Source records:

■ ■ ■ ■ ■

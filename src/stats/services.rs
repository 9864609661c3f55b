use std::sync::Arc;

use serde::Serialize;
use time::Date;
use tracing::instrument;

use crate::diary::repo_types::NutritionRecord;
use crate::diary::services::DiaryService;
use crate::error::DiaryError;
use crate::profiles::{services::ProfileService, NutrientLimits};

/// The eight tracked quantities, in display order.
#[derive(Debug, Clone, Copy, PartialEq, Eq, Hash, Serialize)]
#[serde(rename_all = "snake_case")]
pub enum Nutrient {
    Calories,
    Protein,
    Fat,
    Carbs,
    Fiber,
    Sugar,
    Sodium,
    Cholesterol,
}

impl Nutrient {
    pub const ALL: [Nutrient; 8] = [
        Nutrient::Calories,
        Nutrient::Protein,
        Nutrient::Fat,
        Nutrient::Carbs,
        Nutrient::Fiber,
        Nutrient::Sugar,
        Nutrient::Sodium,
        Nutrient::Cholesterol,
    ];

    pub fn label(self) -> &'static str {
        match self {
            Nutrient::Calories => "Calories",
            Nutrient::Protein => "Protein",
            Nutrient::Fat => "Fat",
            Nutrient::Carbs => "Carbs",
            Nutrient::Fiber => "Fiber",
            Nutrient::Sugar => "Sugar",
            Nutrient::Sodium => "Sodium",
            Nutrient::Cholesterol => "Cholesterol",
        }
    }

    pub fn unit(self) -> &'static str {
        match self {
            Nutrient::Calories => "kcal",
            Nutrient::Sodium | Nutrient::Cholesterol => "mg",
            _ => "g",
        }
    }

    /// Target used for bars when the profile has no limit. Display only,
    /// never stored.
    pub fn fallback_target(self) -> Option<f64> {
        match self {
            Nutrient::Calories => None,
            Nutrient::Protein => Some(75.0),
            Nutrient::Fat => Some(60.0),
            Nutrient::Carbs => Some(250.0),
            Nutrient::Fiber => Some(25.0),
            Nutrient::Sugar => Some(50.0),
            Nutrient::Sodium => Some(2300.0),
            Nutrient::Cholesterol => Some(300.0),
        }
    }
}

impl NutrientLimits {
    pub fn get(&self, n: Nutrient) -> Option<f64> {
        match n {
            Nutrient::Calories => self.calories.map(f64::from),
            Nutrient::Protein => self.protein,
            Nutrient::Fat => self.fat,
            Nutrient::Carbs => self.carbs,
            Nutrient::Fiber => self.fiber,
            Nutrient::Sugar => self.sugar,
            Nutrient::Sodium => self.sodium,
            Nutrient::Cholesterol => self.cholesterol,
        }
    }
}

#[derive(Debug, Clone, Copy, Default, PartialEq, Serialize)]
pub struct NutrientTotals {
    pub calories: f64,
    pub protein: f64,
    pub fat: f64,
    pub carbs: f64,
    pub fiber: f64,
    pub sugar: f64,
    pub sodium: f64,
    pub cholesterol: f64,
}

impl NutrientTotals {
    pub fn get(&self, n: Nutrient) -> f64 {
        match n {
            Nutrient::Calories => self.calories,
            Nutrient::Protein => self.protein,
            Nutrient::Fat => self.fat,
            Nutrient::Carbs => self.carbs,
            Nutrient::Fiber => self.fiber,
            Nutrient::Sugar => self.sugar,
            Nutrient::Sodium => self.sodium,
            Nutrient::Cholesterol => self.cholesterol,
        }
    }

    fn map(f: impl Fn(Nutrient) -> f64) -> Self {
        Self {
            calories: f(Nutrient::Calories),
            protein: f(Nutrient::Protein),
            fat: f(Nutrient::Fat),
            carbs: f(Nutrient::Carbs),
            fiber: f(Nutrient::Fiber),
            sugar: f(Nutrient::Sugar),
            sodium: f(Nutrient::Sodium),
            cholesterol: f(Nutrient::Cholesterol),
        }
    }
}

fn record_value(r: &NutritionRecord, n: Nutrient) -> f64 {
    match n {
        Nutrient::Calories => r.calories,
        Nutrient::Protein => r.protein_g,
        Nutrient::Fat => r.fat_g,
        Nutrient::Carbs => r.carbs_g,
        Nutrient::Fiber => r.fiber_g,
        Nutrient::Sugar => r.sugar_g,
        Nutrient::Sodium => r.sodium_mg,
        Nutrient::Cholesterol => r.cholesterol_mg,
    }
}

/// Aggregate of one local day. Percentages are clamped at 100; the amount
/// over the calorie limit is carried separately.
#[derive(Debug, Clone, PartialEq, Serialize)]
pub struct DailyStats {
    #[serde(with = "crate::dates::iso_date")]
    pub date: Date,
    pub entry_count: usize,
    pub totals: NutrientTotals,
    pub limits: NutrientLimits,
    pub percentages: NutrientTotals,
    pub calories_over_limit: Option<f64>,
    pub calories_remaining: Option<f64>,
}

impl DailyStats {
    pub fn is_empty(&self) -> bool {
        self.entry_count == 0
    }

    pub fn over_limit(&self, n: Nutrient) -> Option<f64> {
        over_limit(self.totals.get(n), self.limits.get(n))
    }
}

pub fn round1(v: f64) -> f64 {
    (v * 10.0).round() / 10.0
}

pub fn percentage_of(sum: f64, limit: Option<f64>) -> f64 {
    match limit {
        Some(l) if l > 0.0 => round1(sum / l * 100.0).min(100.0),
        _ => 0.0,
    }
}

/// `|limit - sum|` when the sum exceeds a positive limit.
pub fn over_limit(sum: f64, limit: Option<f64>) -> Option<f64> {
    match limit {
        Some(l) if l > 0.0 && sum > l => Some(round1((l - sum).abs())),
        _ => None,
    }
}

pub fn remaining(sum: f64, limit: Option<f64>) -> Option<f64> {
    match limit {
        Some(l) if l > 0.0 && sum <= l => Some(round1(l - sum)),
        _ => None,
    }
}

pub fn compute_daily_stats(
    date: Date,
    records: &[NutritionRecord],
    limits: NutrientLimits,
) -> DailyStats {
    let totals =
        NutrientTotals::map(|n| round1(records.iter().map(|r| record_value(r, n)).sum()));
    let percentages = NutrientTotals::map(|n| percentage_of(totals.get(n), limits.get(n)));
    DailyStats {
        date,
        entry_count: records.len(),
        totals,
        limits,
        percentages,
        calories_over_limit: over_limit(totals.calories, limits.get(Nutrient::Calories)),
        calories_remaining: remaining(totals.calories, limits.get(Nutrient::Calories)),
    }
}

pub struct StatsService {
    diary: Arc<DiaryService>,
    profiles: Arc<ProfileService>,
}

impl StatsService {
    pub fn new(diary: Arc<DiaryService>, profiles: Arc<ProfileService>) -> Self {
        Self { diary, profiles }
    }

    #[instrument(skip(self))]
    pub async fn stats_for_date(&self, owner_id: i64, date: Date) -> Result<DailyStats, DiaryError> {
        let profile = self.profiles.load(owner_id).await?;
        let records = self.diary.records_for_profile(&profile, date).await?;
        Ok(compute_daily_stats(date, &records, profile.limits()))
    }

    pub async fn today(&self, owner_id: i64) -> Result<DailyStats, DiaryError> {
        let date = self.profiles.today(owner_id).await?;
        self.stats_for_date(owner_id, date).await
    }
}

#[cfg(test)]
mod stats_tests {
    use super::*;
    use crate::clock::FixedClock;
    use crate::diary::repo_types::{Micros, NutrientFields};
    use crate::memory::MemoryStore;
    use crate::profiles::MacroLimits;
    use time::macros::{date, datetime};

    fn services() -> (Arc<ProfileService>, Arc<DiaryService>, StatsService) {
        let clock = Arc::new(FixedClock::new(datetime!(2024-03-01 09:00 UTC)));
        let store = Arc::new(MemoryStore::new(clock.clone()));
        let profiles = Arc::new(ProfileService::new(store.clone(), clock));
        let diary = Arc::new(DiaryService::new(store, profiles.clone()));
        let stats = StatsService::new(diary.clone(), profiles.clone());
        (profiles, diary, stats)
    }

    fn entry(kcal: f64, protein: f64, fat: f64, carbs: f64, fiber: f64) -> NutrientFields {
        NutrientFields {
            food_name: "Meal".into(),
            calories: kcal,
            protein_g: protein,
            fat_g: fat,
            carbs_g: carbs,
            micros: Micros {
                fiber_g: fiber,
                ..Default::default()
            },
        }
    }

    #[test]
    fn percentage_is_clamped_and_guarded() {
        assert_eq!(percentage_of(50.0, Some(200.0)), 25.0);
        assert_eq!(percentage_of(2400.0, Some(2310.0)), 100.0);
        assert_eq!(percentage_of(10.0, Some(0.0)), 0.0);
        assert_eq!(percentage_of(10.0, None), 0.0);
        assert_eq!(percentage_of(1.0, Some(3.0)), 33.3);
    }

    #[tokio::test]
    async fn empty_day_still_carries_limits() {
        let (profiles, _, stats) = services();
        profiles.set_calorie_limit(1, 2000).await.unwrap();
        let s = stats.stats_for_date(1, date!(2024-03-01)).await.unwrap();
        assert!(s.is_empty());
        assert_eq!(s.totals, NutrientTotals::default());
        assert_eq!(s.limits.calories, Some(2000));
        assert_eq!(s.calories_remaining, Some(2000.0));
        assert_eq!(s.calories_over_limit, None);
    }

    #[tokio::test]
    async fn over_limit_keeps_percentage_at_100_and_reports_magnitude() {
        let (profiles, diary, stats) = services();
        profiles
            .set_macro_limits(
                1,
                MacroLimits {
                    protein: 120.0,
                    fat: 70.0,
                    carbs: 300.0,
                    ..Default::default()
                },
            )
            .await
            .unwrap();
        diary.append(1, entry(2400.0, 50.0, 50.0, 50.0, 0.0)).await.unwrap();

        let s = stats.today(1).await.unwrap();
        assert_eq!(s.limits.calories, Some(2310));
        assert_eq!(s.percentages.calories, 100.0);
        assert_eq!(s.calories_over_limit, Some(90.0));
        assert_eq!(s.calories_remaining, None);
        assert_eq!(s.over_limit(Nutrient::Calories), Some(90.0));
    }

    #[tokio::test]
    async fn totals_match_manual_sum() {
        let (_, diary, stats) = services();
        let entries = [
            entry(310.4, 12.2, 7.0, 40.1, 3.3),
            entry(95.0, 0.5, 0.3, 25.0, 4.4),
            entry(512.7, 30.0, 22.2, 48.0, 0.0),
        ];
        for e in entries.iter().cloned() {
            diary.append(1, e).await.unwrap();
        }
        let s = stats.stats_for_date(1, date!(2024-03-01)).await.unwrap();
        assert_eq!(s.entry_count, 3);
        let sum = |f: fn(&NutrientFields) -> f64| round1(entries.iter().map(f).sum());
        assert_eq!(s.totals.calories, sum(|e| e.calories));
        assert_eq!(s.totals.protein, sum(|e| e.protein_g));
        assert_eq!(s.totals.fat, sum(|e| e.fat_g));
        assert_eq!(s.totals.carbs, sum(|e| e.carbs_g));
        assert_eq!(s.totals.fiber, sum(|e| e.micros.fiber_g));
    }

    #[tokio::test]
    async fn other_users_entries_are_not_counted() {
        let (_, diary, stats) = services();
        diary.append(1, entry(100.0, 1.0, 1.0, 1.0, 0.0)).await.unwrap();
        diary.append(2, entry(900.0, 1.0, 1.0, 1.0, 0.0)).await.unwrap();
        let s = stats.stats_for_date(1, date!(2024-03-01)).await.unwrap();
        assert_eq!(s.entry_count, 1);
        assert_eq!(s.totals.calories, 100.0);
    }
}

■ ■ ■ ■ ■

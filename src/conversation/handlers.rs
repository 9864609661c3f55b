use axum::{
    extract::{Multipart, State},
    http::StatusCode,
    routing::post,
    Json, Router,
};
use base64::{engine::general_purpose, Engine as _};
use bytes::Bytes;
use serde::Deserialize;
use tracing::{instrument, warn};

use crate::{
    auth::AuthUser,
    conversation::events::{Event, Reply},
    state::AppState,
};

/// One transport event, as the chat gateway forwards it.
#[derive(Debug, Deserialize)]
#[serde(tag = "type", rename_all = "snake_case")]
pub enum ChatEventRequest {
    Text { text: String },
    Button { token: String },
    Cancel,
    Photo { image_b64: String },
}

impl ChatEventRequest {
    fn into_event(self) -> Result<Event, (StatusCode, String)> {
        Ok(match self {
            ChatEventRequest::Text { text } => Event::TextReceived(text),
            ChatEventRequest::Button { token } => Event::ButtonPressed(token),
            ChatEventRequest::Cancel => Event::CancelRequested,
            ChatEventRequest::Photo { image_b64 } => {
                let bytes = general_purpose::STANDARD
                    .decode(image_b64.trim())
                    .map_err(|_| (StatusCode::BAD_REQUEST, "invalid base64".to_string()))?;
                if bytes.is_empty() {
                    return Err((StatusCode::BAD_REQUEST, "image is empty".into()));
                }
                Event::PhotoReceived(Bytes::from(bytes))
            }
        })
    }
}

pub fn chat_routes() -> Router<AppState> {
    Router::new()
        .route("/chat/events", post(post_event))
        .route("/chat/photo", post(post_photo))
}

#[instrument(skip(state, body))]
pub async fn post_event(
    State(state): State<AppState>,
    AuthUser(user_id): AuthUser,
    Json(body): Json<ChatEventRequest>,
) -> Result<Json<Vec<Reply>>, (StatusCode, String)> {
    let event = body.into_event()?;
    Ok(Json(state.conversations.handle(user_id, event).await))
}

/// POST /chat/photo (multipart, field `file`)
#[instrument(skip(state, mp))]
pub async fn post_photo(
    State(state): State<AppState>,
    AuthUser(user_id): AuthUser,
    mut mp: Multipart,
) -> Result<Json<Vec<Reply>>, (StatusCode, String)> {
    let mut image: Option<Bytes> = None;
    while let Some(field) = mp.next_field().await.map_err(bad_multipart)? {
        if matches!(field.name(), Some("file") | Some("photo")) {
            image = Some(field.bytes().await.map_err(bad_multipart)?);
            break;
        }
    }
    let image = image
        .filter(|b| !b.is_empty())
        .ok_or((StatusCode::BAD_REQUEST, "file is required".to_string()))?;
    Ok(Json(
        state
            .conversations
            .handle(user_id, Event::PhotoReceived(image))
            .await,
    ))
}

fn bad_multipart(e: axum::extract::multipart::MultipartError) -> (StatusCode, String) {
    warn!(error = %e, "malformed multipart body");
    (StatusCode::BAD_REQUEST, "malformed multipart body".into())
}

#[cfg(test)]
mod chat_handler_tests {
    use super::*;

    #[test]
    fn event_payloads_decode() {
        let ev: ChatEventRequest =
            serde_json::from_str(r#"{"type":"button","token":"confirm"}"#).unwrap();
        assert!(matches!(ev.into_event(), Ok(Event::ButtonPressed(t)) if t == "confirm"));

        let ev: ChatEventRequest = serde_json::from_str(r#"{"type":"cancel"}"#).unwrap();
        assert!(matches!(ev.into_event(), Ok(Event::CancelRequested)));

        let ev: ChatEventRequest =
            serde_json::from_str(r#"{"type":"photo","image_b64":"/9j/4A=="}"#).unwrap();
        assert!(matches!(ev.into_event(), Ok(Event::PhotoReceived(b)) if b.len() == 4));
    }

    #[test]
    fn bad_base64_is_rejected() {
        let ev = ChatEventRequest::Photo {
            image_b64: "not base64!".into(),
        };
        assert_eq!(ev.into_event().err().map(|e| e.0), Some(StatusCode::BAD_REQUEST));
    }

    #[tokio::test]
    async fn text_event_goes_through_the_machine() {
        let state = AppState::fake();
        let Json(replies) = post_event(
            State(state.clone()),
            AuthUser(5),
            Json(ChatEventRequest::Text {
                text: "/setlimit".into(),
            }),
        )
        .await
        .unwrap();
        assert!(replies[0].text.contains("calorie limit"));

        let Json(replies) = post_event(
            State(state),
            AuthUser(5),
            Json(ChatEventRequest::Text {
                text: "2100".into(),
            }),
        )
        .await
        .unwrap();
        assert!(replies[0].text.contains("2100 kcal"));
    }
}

■ ■ ■ ■ ■

• Directions: Write out every line from the data above that includes "FixedClock".

• Answer box:
    use crate::clock::FixedClock;
        let clock = Arc::new(FixedClock::new(datetime!(2024-03-01 09:00 UTC)));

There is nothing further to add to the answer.